In honor of Black History Month, I present to you a Black Swan phonograph record, from the first line “race records” made by and for African American people, featuring the early sounds of vaudevillian female blues, with an early appearance by Fletcher Henderson’s Orchestra.
The story of Black Swan began during the Harlem Renaissance in 1920, when few black entertainers were afforded opportunities to record for any of the major record labels. A man by the name of Harry Herbert Pace, previously a business partner of W.C. Handy, founded the Pace Phonograph Corporation in New York, and began to produce phonographs and records. Pace also brought in a young song plugger from Handy’s company to serve as recording director and leader of the house orchestra, Fletcher Henderson. Early on, Pace had difficulty finding a company that would agree to press records from the masters he recorded. Eventually, Pace was able to contract his record pressing to the Wisconsin Chair Company of Port Washington, Wisconsin, makers of Paramount records. From 1921 to 1923, Black Swan offered records recorded by black entertainers and intended for black audiences. Some of the top artists on Black Swan included Alberta Hunter, Ethel Waters, and W.C. Handy’s Band. Unfortunately, the company folded at the end of 1923, and all of their assets were purchased by Paramount Records, who began their 12000 legendary race records series shortly thereafter, reissuing many recordings from Black Swan on some of the earliest releases.
Black Swan 2005 was recorded circa April 1921 in New York City by Lulu Whidby with Henderson’s Novelty Orchestra. It was later reissued on Paramount 12127, and also appeared on Claxtonola 40055. The early Fletcher Henderson band includes Chink Johnson or George Brashear on trombone, Edgar Campbell on clarinet, probably Cordy Williams on violin, Fletcher Henderson on piano, and possibly John Mitchell or Sam Speed on banjo; the trumpet and tuba players are unknown. It has been suggested that Garvin Bushell played clarinet at this session, but he did not recall participating.

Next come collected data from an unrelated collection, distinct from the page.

#[cfg(test)]
mod tests {
    use super::*;

    fn spec(fields: serde_json::Value) -> FormatSpec {
        serde_json::from_value(serde_json::json!({
            "file_extension": "csv",
            "output": {"kind": "delimited"},
            "fields": fields
        }))
        .unwrap()
    }

    #[test]
    fn builtin_catalog_compiles() {
        let catalog = FormatCatalog::builtin().unwrap();
        assert_eq!(catalog.names().count(), 12);
        for (name, spec) in catalog.iter() {
            let compiled = spec.compile(name);
            assert!(compiled.is_ok(), "{}: {:?}", name, compiled.err());
        }
    }

    #[test]
    fn unknown_transform_is_invalid() {
        let s = spec(serde_json::json!([
            {"name": "Keywords", "source": "tags", "transform": "rot13"}
        ]));
        let err = s.compile("broken").unwrap_err();
        assert!(matches!(err, RecoveryError::FormatSpecInvalid { ref format, .. } if format == "broken"));
    }

    #[test]
    fn filter_requires_tags_source() {
        let s = spec(serde_json::json!([
            {"name": "Title", "source": "name", "filter": "auto_only"}
        ]));
        assert!(s.compile("x").is_err());

        let s = spec(serde_json::json!([
            {"name": "Keywords", "source": ["tags", "description"], "filter": "auto_only"}
        ]));
        assert!(s.compile("x").is_ok());
    }

    #[test]
    fn unknown_attribute_and_filter_are_invalid() {
        let s = spec(serde_json::json!([{"name": "A", "source": "colour"}]));
        assert!(s.compile("x").is_err());
        let s = spec(serde_json::json!([{"name": "A", "source": "tags", "filter": "some"}]));
        assert!(s.compile("x").is_err());
    }

    #[test]
    fn separators_default_per_transform() {
        let s = spec(serde_json::json!([
            {"name": "A", "source": "tags", "transform": "join"},
            {"name": "B", "source": "tags", "transform": "hierarchical_tags"},
            {"name": "C", "source": "tags", "transform": "join", "separator": ", "}
        ]));
        let c = s.compile("x").unwrap();
        assert_eq!(c.fields[0].separator, "; ");
        assert_eq!(c.fields[1].separator, "|");
        assert_eq!(c.fields[2].separator, ", ");
    }

    #[test]
    fn custom_file_overrides_builtin() {
        let tmp = tempfile::TempDir::new().unwrap();
        let path = tmp.path().join("formats.json");
        std::fs::write(
            &path,
            r#"{"formats": {"lightroom_csv": {"file_extension": "txt", "output": {"kind": "delimited", "delimiter": ";"}, "fields": [{"name": "File", "source": "name"}]},
                            "names_only": {"file_extension": "csv", "output": {"kind": "delimited"}, "fields": [{"name": "File", "source": "name"}]}}}"#,
        )
        .unwrap();
        let mut catalog = FormatCatalog::builtin().unwrap();
        assert_eq!(catalog.merge_file(&path).unwrap(), 2);
        assert_eq!(catalog.names().count(), 13);
        assert_eq!(catalog.get("lightroom_csv").unwrap().file_extension, "txt");
    }
}
//! Epoch value normalization and rendering.
//!
//! The device stores epoch milliseconds, but older firmware and some import
//! paths left seconds or microseconds behind. Every raw value is normalized to
//! milliseconds once, at load time, so the rest of the crate never guesses.

use chrono::{DateTime, Utc};
use std::time::{Duration, SystemTime, UNIX_EPOCH};

/// 2200-01-01 in seconds; anything larger cannot be a seconds value.
const SECONDS_CEILING: i64 = 7_258_118_400;
/// 2100-01-01 in milliseconds.
const MILLIS_CEILING: i64 = 4_102_444_800_000;
/// 2100-01-01 in microseconds.
const MICROS_CEILING: i64 = 4_102_444_800_000_000;

/// Accepted range, 1900-01-01 through 2100-01-01, in seconds.
const MIN_SECONDS: i64 = -2_208_988_800;
const MAX_SECONDS: i64 = 4_102_444_800;

/// Normalize a raw epoch value of unknown unit to milliseconds.
///
/// Zero and values that fall outside 1900..=2100 after unit detection are
/// treated as absent.
pub fn normalize_epoch(raw: i64) -> Option<i64> {
    if raw == 0 {
        return None;
    }
    let millis = if raw > SECONDS_CEILING {
        if raw < MILLIS_CEILING {
            raw
        } else if raw < MICROS_CEILING {
            raw / 1_000
        } else {
            return None;
        }
    } else {
        raw.checked_mul(1_000)?
    };
    let secs = millis.div_euclid(1_000);
    if (MIN_SECONDS..=MAX_SECONDS).contains(&secs) {
        Some(millis)
    } else {
        None
    }
}

pub fn to_datetime(millis: i64) -> Option<DateTime<Utc>> {
    DateTime::<Utc>::from_timestamp_millis(millis)
}

pub fn to_system_time(millis: i64) -> SystemTime {
    if millis >= 0 {
        UNIX_EPOCH + Duration::from_millis(millis as u64)
    } else {
        UNIX_EPOCH - Duration::from_millis(millis.unsigned_abs())
    }
}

It has been suggested that the standard 78.26 RPM is too fast for this record, and I can agree to that. If anyone has a suggestion as to what the correct speed may be, I’ll add new transfers with it corrected.
First, Lulu Whidby sings the classic Harry Creamer and Turner Layton song, “Strut Miss Lizzie”.
On the reverse, Whidby sings Irving Berlin’s “Home Again Blues”. Henderson’s orchestra really shines on this one.